··· Data
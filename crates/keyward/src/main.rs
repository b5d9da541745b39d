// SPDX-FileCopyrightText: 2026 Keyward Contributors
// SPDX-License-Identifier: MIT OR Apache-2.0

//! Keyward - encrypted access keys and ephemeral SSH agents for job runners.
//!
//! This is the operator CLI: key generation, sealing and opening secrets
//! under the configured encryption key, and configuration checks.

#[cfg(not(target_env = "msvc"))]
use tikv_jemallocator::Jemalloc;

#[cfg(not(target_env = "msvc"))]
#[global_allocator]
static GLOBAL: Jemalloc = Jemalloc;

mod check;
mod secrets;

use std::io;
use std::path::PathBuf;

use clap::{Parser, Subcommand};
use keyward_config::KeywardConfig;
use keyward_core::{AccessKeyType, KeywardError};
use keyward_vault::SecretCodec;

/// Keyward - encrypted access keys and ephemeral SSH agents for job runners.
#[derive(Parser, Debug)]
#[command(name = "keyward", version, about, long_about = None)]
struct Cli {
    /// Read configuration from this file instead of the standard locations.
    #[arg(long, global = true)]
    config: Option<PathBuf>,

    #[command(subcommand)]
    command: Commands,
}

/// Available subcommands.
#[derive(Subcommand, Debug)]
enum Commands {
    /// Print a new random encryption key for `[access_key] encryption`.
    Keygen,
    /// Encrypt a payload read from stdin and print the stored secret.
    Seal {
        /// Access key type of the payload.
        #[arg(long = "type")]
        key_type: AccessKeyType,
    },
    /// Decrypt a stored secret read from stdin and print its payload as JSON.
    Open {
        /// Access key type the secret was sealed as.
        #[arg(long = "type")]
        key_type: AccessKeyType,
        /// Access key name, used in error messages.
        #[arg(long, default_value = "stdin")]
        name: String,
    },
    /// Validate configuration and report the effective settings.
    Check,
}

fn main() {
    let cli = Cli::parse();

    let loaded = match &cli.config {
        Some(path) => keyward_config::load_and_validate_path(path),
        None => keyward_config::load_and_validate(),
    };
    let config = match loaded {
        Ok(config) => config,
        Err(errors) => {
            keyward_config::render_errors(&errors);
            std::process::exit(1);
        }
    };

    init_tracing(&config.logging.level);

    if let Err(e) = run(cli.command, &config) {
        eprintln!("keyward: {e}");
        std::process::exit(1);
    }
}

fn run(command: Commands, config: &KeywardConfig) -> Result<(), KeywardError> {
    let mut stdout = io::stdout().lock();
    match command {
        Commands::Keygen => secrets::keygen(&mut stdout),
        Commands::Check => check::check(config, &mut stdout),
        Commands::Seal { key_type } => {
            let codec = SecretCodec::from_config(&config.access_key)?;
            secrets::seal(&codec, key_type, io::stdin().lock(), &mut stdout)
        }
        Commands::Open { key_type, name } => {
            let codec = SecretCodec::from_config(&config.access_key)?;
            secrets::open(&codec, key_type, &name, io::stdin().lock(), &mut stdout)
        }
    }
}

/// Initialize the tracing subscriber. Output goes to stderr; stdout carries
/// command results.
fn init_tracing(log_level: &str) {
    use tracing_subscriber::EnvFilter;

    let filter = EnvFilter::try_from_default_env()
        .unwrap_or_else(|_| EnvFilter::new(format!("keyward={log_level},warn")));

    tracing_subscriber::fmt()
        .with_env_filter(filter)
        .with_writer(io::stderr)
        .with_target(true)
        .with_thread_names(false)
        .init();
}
······
··· Data
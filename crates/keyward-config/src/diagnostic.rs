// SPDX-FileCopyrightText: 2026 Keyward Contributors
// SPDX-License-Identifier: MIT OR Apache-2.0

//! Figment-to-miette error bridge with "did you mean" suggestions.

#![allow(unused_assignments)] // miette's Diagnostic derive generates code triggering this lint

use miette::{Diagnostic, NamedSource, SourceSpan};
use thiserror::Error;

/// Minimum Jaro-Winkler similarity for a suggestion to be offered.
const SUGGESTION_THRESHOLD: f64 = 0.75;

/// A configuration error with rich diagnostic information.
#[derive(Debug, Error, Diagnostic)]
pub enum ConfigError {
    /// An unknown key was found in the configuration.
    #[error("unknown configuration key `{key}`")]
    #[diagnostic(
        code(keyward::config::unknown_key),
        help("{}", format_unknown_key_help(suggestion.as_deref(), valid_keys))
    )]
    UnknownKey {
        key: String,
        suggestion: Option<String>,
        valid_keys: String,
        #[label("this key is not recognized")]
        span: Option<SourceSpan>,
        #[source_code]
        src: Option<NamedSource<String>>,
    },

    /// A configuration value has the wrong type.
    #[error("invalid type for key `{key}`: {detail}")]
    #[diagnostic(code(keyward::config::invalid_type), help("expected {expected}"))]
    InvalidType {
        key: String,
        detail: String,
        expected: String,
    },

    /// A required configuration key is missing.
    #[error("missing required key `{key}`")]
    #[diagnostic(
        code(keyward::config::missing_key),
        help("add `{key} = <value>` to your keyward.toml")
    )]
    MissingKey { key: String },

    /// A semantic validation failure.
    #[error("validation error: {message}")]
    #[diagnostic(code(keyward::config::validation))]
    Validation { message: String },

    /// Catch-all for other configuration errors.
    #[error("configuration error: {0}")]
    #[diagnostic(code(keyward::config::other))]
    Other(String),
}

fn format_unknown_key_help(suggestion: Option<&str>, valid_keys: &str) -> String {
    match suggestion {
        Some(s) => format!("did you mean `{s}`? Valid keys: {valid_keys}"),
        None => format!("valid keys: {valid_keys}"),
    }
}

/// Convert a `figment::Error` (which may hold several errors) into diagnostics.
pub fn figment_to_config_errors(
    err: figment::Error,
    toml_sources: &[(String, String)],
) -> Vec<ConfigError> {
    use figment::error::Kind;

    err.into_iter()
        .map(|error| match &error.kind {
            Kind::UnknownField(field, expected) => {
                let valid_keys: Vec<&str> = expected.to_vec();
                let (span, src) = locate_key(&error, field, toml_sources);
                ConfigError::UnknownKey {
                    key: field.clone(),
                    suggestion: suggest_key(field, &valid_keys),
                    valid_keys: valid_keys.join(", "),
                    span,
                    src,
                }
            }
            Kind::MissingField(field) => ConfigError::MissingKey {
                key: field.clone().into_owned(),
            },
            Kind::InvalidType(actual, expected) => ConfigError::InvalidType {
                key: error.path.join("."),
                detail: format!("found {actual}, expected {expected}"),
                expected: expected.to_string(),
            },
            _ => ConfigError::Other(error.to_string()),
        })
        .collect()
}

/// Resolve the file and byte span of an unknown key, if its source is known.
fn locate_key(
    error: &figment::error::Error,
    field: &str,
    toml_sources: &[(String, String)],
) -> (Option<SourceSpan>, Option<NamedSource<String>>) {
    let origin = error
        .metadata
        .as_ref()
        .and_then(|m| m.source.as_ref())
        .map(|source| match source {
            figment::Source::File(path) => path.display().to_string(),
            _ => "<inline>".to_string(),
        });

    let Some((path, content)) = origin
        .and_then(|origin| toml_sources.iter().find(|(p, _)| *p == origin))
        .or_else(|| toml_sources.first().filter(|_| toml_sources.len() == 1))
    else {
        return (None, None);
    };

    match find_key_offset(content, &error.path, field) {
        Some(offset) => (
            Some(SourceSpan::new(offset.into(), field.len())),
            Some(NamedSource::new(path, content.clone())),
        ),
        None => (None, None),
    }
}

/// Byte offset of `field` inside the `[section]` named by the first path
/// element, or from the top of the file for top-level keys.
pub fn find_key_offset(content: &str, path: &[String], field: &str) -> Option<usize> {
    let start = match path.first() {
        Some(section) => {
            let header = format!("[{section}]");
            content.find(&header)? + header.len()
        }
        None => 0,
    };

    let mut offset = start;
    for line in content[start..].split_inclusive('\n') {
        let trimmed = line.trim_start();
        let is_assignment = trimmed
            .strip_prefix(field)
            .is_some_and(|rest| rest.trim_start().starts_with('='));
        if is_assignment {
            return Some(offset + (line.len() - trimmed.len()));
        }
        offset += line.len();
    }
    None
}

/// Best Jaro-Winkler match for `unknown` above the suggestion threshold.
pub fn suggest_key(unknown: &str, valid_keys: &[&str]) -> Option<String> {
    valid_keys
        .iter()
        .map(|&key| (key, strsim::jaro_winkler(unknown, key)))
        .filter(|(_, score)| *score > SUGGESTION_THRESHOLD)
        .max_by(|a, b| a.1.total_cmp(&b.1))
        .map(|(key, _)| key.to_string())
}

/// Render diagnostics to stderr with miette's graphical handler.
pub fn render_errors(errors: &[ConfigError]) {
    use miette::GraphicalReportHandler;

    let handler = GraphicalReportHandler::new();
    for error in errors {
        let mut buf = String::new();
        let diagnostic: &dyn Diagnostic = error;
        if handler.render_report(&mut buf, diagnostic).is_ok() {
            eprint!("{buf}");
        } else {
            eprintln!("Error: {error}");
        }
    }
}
······
- _Problem_: From the material above, set down exactly the lines between the line holding "#![allow(unused_assignments)] // miette's" and the line holding "rich diagnostic information.", inclusive. Include nothing else.

- _Solution to this task_:
#![allow(unused_assignments)] // miette's Diagnostic derive generates code triggering this lint

use miette::{Diagnostic, NamedSource, SourceSpan};
use thiserror::Error;

/// Minimum Jaro-Winkler similarity for a suggestion to be offered.
const SUGGESTION_THRESHOLD: f64 = 0.75;

/// A configuration error with rich diagnostic information.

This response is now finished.